Facilities move toward 'holistic finance,' away from incremental ROI

The latest projections from the Centers for Medicare and Medicaid Services say U.S. healthcare spending will only increase by 6.1 percent in 2014, as opposed to the original 7.4 percent jump for 2014 that had been anticipated a year ago.
CMS is attributing part of the slowdown to the June 2012 Supreme Court decision to let states sidestep the expansion of Medicaid included in the Affordable Care Act.
No doubt the ACA and all its related reform provisions are having a profound impact on healthcare providers. But then again, so has the Great Recession, the repercussions of which continue to ripple through the industry. How are these tectonic shifts affecting strategic planning? Where exactly is the healthcare sector headed?
[See also: Finding the perfect hospital CFO.]
Few C-suite executives and consultants would question the notion that the recession and the mandates outlined in the ACA are changing the way they do business, with a greater emphasis on clinical outcomes, cost efficiency, and quality of care and less emphasis on patient volume.
Yet Bobbi Brown, VP of financial strategies for Health Catalyst, a data warehousing/analytics vendor, believes that healthcare reform is having a far greater impact on strategic planning than the recession. Brown, a former VP of finance for Kaiser, Sutter Health and Intermountain, says reform has mandated value-based reimbursement, which requires healthcare organizations to implement far-reaching quality improvement programs that require not only new IT investments but wholesale shifts in process and culture.

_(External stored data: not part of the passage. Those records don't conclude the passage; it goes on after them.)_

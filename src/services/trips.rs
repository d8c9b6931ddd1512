use sqlx::postgres::PgExecutor;
use sqlx::PgPool;
use uuid::Uuid;

use crate::errors::AppError;
use crate::models::trip::{NewTrip, Trip, TripPatch, TripStatus};
use crate::utils::pagination::Page;

fn trip_not_found() -> AppError {
    AppError::NotFound("Trip not found".to_string())
}

/// Fails with `NotFound` unless `trip_id` exists and belongs to `user_id`.
pub async fn ensure_owned<'e, E>(executor: E, trip_id: Uuid, user_id: Uuid) -> Result<(), AppError>
where
    E: PgExecutor<'e>,
{
    let owned: bool = sqlx::query_scalar(
        "SELECT EXISTS (SELECT 1 FROM trips WHERE id = $1 AND user_id = $2)",
    )
    .bind(trip_id)
    .bind(user_id)
    .fetch_one(executor)
    .await?;

    if owned {
        Ok(())
    } else {
        Err(trip_not_found())
    }
}

/// Returns one page of the user's trips, newest first, plus the total count.
pub async fn list(
    pool: &PgPool,
    user_id: Uuid,
    page: Page,
    status: Option<TripStatus>,
) -> Result<(Vec<Trip>, i64), AppError> {
    let total: i64 = sqlx::query_scalar(
        "SELECT COUNT(*) FROM trips WHERE user_id = $1 AND ($2::text IS NULL OR status = $2)",
    )
    .bind(user_id)
    .bind(status)
    .fetch_one(pool)
    .await?;

    let trips = sqlx::query_as::<_, Trip>(
        "SELECT * FROM trips
        WHERE user_id = $1 AND ($2::text IS NULL OR status = $2)
        ORDER BY created_at DESC, id DESC
        LIMIT $3 OFFSET $4",
    )
    .bind(user_id)
    .bind(status)
    .bind(page.limit())
    .bind(page.offset())
    .fetch_all(pool)
    .await?;

    Ok((trips, total))
}

pub async fn get(pool: &PgPool, trip_id: Uuid, user_id: Uuid) -> Result<Trip, AppError> {
    sqlx::query_as::<_, Trip>("SELECT * FROM trips WHERE id = $1 AND user_id = $2")
        .bind(trip_id)
        .bind(user_id)
        .fetch_optional(pool)
        .await?
        .ok_or_else(trip_not_found)
}

pub async fn create(pool: &PgPool, user_id: Uuid, trip: NewTrip) -> Result<Trip, AppError> {
    let created = sqlx::query_as::<_, Trip>(
        "INSERT INTO trips (id, user_id, title, description, cover_image_url, start_date, end_date, status, tags, created_at, updated_at)
        VALUES ($1, $2, $3, $4, $5, $6, $7, $8, $9, NOW(), NOW())
        RETURNING *",
    )
    .bind(Uuid::now_v7())
    .bind(user_id)
    .bind(&trip.title)
    .bind(&trip.description)
    .bind(&trip.cover_image_url)
    .bind(trip.start_date)
    .bind(trip.end_date)
    .bind(trip.status)
    .bind(&trip.tags)
    .fetch_one(pool)
    .await?;

    Ok(created)
}

/// Loads the row under a lock, merges the patch and writes every column back.
pub async fn update(
    pool: &PgPool,
    trip_id: Uuid,
    user_id: Uuid,
    patch: TripPatch,
) -> Result<Trip, AppError> {
    let mut tx = pool.begin().await?;

    let mut trip = sqlx::query_as::<_, Trip>(
        "SELECT * FROM trips WHERE id = $1 AND user_id = $2 FOR UPDATE",
    )
    .bind(trip_id)
    .bind(user_id)
    .fetch_optional(&mut *tx)
    .await?
    .ok_or_else(trip_not_found)?;

    patch.apply(&mut trip)?;

    let updated = sqlx::query_as::<_, Trip>(
        "UPDATE trips
        SET title = $1, description = $2, cover_image_url = $3, start_date = $4,
            end_date = $5, status = $6, tags = $7, updated_at = NOW()
        WHERE id = $8
        RETURNING *",
    )
    .bind(&trip.title)
    .bind(&trip.description)
    .bind(&trip.cover_image_url)
    .bind(trip.start_date)
    .bind(trip.end_date)
    .bind(trip.status)
    .bind(&trip.tags)
    .bind(trip.id)
    .fetch_one(&mut *tx)
    .await?;

    tx.commit().await?;
    Ok(updated)
}

/// Deletes the trip; activities and memories go with it via ON DELETE CASCADE.
pub async fn delete(pool: &PgPool, trip_id: Uuid, user_id: Uuid) -> Result<(), AppError> {
    let result = sqlx::query("DELETE FROM trips WHERE id = $1 AND user_id = $2")
        .bind(trip_id)
        .bind(user_id)
        .execute(pool)
        .await?;

    if result.rows_affected() == 0 {
        return Err(trip_not_found());
    }
    Ok(())
}
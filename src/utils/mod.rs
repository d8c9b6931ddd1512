pub mod jwt;
pub mod pagination;
pub mod s3;
pub mod validation;
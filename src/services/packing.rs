use log::info;
use sqlx::PgPool;
use uuid::Uuid;

use crate::errors::AppError;
use crate::models::packing::{
    BulkToggleRequest, CategoryCount, NewPackingItem, PackingCategory, PackingItem,
    PackingItemPatch, PackingProgress, PackingReorderRequest,
};
use crate::services::ordering::{self, TripChildren};
use crate::services::trips;

fn item_not_found() -> AppError {
    AppError::NotFound("Packing item not found".to_string())
}

/// Items of an owned trip grouped by category, in display order.
pub async fn list_for_trip(
    pool: &PgPool,
    trip_id: Uuid,
    user_id: Uuid,
    category: Option<PackingCategory>,
) -> Result<Vec<PackingItem>, AppError> {
    trips::ensure_owned(pool, trip_id, user_id).await?;

    let items = sqlx::query_as::<_, PackingItem>(
        "SELECT * FROM packing_items
        WHERE trip_id = $1 AND ($2::text IS NULL OR category = $2)
        ORDER BY category ASC, sort_order ASC, created_at ASC",
    )
    .bind(trip_id)
    .bind(category)
    .fetch_all(pool)
    .await?;

    Ok(items)
}

pub async fn get(pool: &PgPool, item_id: Uuid, user_id: Uuid) -> Result<PackingItem, AppError> {
    sqlx::query_as::<_, PackingItem>(
        "SELECT p.* FROM packing_items p
        JOIN trips t ON t.id = p.trip_id
        WHERE p.id = $1 AND t.user_id = $2",
    )
    .bind(item_id)
    .bind(user_id)
    .fetch_optional(pool)
    .await?
    .ok_or_else(item_not_found)
}

/// Appends the item after the highest sort order within its category.
pub async fn create(
    pool: &PgPool,
    user_id: Uuid,
    item: NewPackingItem,
) -> Result<PackingItem, AppError> {
    let mut tx = pool.begin().await?;
    trips::ensure_owned(&mut *tx, item.trip_id, user_id).await?;

    let created = sqlx::query_as::<_, PackingItem>(
        "INSERT INTO packing_items (id, trip_id, name, category, is_packed, quantity, notes, sort_order, created_at, updated_at)
        VALUES ($1, $2, $3, $4, $5, $6, $7,
            (SELECT COALESCE(MAX(sort_order) + 1, 0) FROM packing_items WHERE trip_id = $2 AND category = $4),
            NOW(), NOW())
        RETURNING *",
    )
    .bind(Uuid::now_v7())
    .bind(item.trip_id)
    .bind(&item.name)
    .bind(item.category)
    .bind(item.is_packed)
    .bind(item.quantity)
    .bind(&item.notes)
    .fetch_one(&mut *tx)
    .await?;

    tx.commit().await?;
    Ok(created)
}

pub async fn update(
    pool: &PgPool,
    item_id: Uuid,
    user_id: Uuid,
    patch: PackingItemPatch,
) -> Result<PackingItem, AppError> {
    let mut tx = pool.begin().await?;

    let mut item = sqlx::query_as::<_, PackingItem>(
        "SELECT p.* FROM packing_items p
        JOIN trips t ON t.id = p.trip_id
        WHERE p.id = $1 AND t.user_id = $2
        FOR UPDATE OF p",
    )
    .bind(item_id)
    .bind(user_id)
    .fetch_optional(&mut *tx)
    .await?
    .ok_or_else(item_not_found)?;

    patch.apply(&mut item)?;

    let updated = sqlx::query_as::<_, PackingItem>(
        "UPDATE packing_items
        SET name = $1, category = $2, is_packed = $3, quantity = $4, notes = $5, updated_at = NOW()
        WHERE id = $6
        RETURNING *",
    )
    .bind(&item.name)
    .bind(item.category)
    .bind(item.is_packed)
    .bind(item.quantity)
    .bind(&item.notes)
    .bind(item.id)
    .fetch_one(&mut *tx)
    .await?;

    tx.commit().await?;
    Ok(updated)
}

/// Flips `is_packed` in a single statement.
pub async fn toggle(pool: &PgPool, item_id: Uuid, user_id: Uuid) -> Result<PackingItem, AppError> {
    sqlx::query_as::<_, PackingItem>(
        "UPDATE packing_items p
        SET is_packed = NOT p.is_packed, updated_at = NOW()
        FROM trips t
        WHERE p.id = $1 AND p.trip_id = t.id AND t.user_id = $2
        RETURNING p.*",
    )
    .bind(item_id)
    .bind(user_id)
    .fetch_optional(pool)
    .await?
    .ok_or_else(item_not_found)
}

/// Sets `is_packed` on every listed item of the trip, or on none of them.
pub async fn bulk_toggle(
    pool: &PgPool,
    trip_id: Uuid,
    user_id: Uuid,
    request: &BulkToggleRequest,
) -> Result<u64, AppError> {
    let ids = request.unique_ids();

    let mut tx = pool.begin().await?;
    trips::ensure_owned(&mut *tx, trip_id, user_id).await?;
    if ids.is_empty() {
        return Ok(0);
    }
    ordering::lock_in_trip(&mut *tx, TripChildren::PackingItems, trip_id, &ids).await?;

    let updated = sqlx::query(
        "UPDATE packing_items
        SET is_packed = $1, updated_at = NOW()
        WHERE trip_id = $2 AND id = ANY($3)",
    )
    .bind(request.is_packed)
    .bind(trip_id)
    .bind(&ids)
    .execute(&mut *tx)
    .await?
    .rows_affected();

    tx.commit().await?;
    info!("Marked {} packing items in trip {} as packed={}", updated, trip_id, request.is_packed);
    Ok(updated)
}

pub async fn delete(pool: &PgPool, item_id: Uuid, user_id: Uuid) -> Result<(), AppError> {
    let result = sqlx::query(
        "DELETE FROM packing_items p
        USING trips t
        WHERE p.id = $1 AND p.trip_id = t.id AND t.user_id = $2",
    )
    .bind(item_id)
    .bind(user_id)
    .execute(pool)
    .await?;

    if result.rows_affected() == 0 {
        return Err(item_not_found());
    }
    Ok(())
}

/// Applies the sort keys in one transaction; see [`ordering::reorder`].
pub async fn reorder(
    pool: &PgPool,
    trip_id: Uuid,
    user_id: Uuid,
    request: &PackingReorderRequest,
) -> Result<u64, AppError> {
    ordering::reorder(
        pool,
        TripChildren::PackingItems,
        trip_id,
        user_id,
        &request.item_orders,
    )
    .await
}

pub async fn progress(pool: &PgPool, trip_id: Uuid, user_id: Uuid) -> Result<PackingProgress, AppError> {
    trips::ensure_owned(pool, trip_id, user_id).await?;

    let counts = sqlx::query_as::<_, CategoryCount>(
        "SELECT category, COUNT(*) AS total, COUNT(*) FILTER (WHERE is_packed) AS packed
        FROM packing_items
        WHERE trip_id = $1
        GROUP BY category
        ORDER BY category",
    )
    .bind(trip_id)
    .fetch_all(pool)
    .await?;

    Ok(PackingProgress::from_counts(counts))
}
use actix_web::{http::StatusCode, HttpResponse, ResponseError};
use log::error;
use serde::Serialize;
use std::fmt;

#[derive(Debug)]
pub enum AppError {
    NotFound(String),
    Unauthorized(String),
    Forbidden(String),
    Conflict(String),
    InternalServerError(String),
    BadRequest(String),
}

#[derive(Serialize)]
struct ErrorResponse {
    error: String,
}

impl AppError {
    fn message(&self) -> &str {
        match self {
            AppError::NotFound(msg)
            | AppError::Unauthorized(msg)
            | AppError::Forbidden(msg)
            | AppError::Conflict(msg)
            | AppError::InternalServerError(msg)
            | AppError::BadRequest(msg) => msg,
        }
    }
}

impl fmt::Display for AppError {
    fn fmt(&self, f: &mut fmt::Formatter<'_>) -> fmt::Result {
        match self {
            AppError::NotFound(msg) => write!(f, "Not Found: {}", msg),
            AppError::Unauthorized(msg) => write!(f, "Unauthorized: {}", msg),
            AppError::Forbidden(msg) => write!(f, "Forbidden: {}", msg),
            AppError::Conflict(msg) => write!(f, "Conflict: {}", msg),
            AppError::InternalServerError(msg) => write!(f, "Internal Server Error: {}", msg),
            AppError::BadRequest(msg) => write!(f, "Bad Request: {}", msg),
        }
    }
}

impl ResponseError for AppError {
    fn status_code(&self) -> StatusCode {
        match self {
            AppError::NotFound(_) => StatusCode::NOT_FOUND,
            AppError::Unauthorized(_) => StatusCode::UNAUTHORIZED,
            AppError::Forbidden(_) => StatusCode::FORBIDDEN,
            AppError::Conflict(_) => StatusCode::CONFLICT,
            AppError::InternalServerError(_) => StatusCode::INTERNAL_SERVER_ERROR,
            AppError::BadRequest(_) => StatusCode::BAD_REQUEST,
        }
    }

    fn error_response(&self) -> HttpResponse {
        HttpResponse::build(self.status_code()).json(ErrorResponse {
            error: self.message().to_string(),
        })
    }
}

// Driver errors are logged in full but never leaked to the client.
impl From<sqlx::Error> for AppError {
    fn from(err: sqlx::Error) -> Self {
        error!("Database error: {:?}", err);
        AppError::InternalServerError("Database error".to_string())
    }
}

impl From<validator::ValidationErrors> for AppError {
    fn from(err: validator::ValidationErrors) -> Self {
        AppError::BadRequest(err.to_string())
    }
}

#[cfg(test)]
mod tests {
    use super::*;
    use actix_web::body::to_bytes;

    #[actix_web::test]
    async fn renders_json_body_with_matching_status() {
        let err = AppError::Conflict("Email already registered".to_string());
        let response = err.error_response();
        assert_eq!(response.status(), StatusCode::CONFLICT);

        let body = to_bytes(response.into_body()).await.unwrap();
        let json: serde_json::Value = serde_json::from_slice(&body).unwrap();
        assert_eq!(json["error"], "Email already registered");
    }

    #[test]
    fn forbidden_maps_to_403() {
        let err = AppError::Forbidden("Account is deactivated".to_string());
        assert_eq!(err.status_code(), StatusCode::FORBIDDEN);
        assert_eq!(err.to_string(), "Forbidden: Account is deactivated");
    }

    #[test]
    fn database_errors_hide_details() {
        let err: AppError = sqlx::Error::RowNotFound.into();
        assert_eq!(err.status_code(), StatusCode::INTERNAL_SERVER_ERROR);
        assert_eq!(err.message(), "Database error");
    }
}
use chrono::{DateTime, Utc};
use serde::{Deserialize, Serialize};
use uuid::Uuid;
use validator::Validate;

use super::ordering::SortOrder;
use super::{deserialize_some, text_enum};
use crate::errors::AppError;
use crate::utils::validation::{validate_latitude, validate_longitude, validate_payload};

text_enum! {
    pub enum ActivityCategory {
        Food => "food",
        Travel => "travel",
        Stay => "stay",
        Explore => "explore",
    }
    default = Explore;
}

#[derive(sqlx::FromRow, Serialize, Deserialize, Debug, Clone)]
pub struct Activity {
    pub id: Uuid,
    pub trip_id: Uuid,
    pub title: String,
    pub description: Option<String>,
    pub scheduled_time: DateTime<Utc>,
    pub category: ActivityCategory,
    pub latitude: Option<f64>,
    pub longitude: Option<f64>,
    pub sort_order: i32,
    pub created_at: DateTime<Utc>,
    pub updated_at: DateTime<Utc>,
}

#[derive(Deserialize, Validate, Debug)]
pub struct NewActivity {
    pub trip_id: Uuid,
    #[validate(length(min = 1, max = 255, message = "Title must be between 1 and 255 characters"))]
    pub title: String,
    pub description: Option<String>,
    pub scheduled_time: DateTime<Utc>,
    #[serde(default)]
    pub category: ActivityCategory,
    pub latitude: Option<f64>,
    pub longitude: Option<f64>,
}

impl NewActivity {
    pub fn validate_all(&self) -> Result<(), AppError> {
        validate_payload(self)?;
        if let Some(latitude) = self.latitude {
            validate_latitude(latitude)?;
        }
        if let Some(longitude) = self.longitude {
            validate_longitude(longitude)?;
        }
        Ok(())
    }
}

#[derive(Deserialize, Validate, Debug, Default)]
pub struct ActivityPatch {
    #[validate(length(min = 1, max = 255, message = "Title must be between 1 and 255 characters"))]
    pub title: Option<String>,
    #[serde(default, deserialize_with = "deserialize_some")]
    pub description: Option<Option<String>>,
    pub scheduled_time: Option<DateTime<Utc>>,
    pub category: Option<ActivityCategory>,
    #[serde(default, deserialize_with = "deserialize_some")]
    pub latitude: Option<Option<f64>>,
    #[serde(default, deserialize_with = "deserialize_some")]
    pub longitude: Option<Option<f64>>,
}

impl ActivityPatch {
    pub fn apply(self, activity: &mut Activity) -> Result<(), AppError> {
        validate_payload(&self)?;
        if let Some(Some(latitude)) = self.latitude {
            validate_latitude(latitude)?;
        }
        if let Some(Some(longitude)) = self.longitude {
            validate_longitude(longitude)?;
        }

        if let Some(title) = self.title {
            activity.title = title;
        }
        if let Some(description) = self.description {
            activity.description = description;
        }
        if let Some(scheduled_time) = self.scheduled_time {
            activity.scheduled_time = scheduled_time;
        }
        if let Some(category) = self.category {
            activity.category = category;
        }
        if let Some(latitude) = self.latitude {
            activity.latitude = latitude;
        }
        if let Some(longitude) = self.longitude {
            activity.longitude = longitude;
        }
        Ok(())
    }
}

#[derive(Deserialize, Serialize, Debug)]
pub struct ReorderRequest {
    pub activity_orders: Vec<SortOrder>,
}
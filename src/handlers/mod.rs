pub mod activity;
pub mod auth;
pub mod expense;
pub mod memory;
pub mod packing;
pub mod seed;
pub mod statistics;
pub mod system;
pub mod trip;
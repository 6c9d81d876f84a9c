//! HTTP transport types for the catalog acquisition pipeline.
//!
//! This module provides the foundational request layer: a single-shot
//! transport against the GeForce NOW GraphQL endpoint plus the bounded
//! retry wrapper above it.
//!
//! # Overview
//!
//! The main types in this module are:
//!
//! - [`Transport`]: executes one request, surfacing protocol-level and
//!   application-level failures as distinct errors; never retries
//! - [`RetryPolicy`]: bounded exponential backoff settings
//! - [`TransportError`]: single-request failure taxonomy
//! - [`RetriesExhaustedError`]: raised when all attempts fail, preserving
//!   the last failure as its source
//!
//! # Retry Behavior
//!
//! [`Transport::execute_with_retry`] retries any [`TransportError`] with
//! exponentially growing delays (2s, 4s, 8s with the defaults) and no
//! jitter. Introspection and shape-probe traffic deliberately bypasses the
//! wrapper: a rejected field selection will not become valid by retrying.

mod errors;
mod retry;
mod transport;

pub use errors::{RetriesExhaustedError, TransportError};
pub use retry::RetryPolicy;
pub use transport::{Transport, CRATE_VERSION};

In Brown’s view, this new approach to strategy requires clinicians to become, for the first time, true financial stewards of their organizations. That perspective had been borne out in ACOs across the country, many of which are being spearheaded by physicians who believe they can deliver quality care at reduced cost.
Other thought leaders we spoke with were hard pressed to say whether the Great Recession or healthcare reform had the greater impact on the industry.
Jeff Hoffman, senior partner at the consulting firm Kurt Salmon, believes both have had a significant impact. “The recession changed a lot of the financial dynamics for many hospitals,” bringing about bond restructuring and increased interest rates for borrowing hospitals, he said. “The recession also showed the weakness of healthcare as an investment.”

Those problems were only amplified when ACA entered the picture, requiring hospitals to concentrate on outcomes, quality and value-based payment. In Hoffman’s words, that means “Taking some risks rather than paying people for everything they do.”
[See also: Accountable care organizations: cost-effective solutions or financial sinkholes?.]
The new scenario has also changed strategic planning for healthcare providers. Hoffman points out that such planning is much more focused on holistic finance than it was. Historically, providers would look at incremental ROI—by building a cardiac service line, for instance—but now they are focused on the entire delivery system and the sustainability of that entire system.
Similarly John Dugan, a partner in PwC’s U.S. Healthcare Provider practice, believes the 2008 recession and healthcare reform are both having a dramatic impact on the way medical care is delivered today. For example, many procedures that were routinely done in a hospital are now done at outpatient facilities to cut costs. Dugan also mentioned the growing presence of “disruptors” in this market who have only recently entered the arena because they see significant revenue to be made. Retail clinics and urgent care centers come to mind.
The other trend that Dugan linked to the recession and ACA is the push by employers to pass on more of the cost of health insurance to employees, which in turn has made the average patient much more cost conscious. It’s forcing patients to shop for medical services in much the same way they shop for their next big screen TV, by comparing prices.
With that in mind, “CFOs are clearly focusing on pricing transparency… Every executive I’m dealing with, including board members, really want to know: Is my senior management team able to articulate what our overall pricing strategy is? How does it correlate with our cost of providing care?”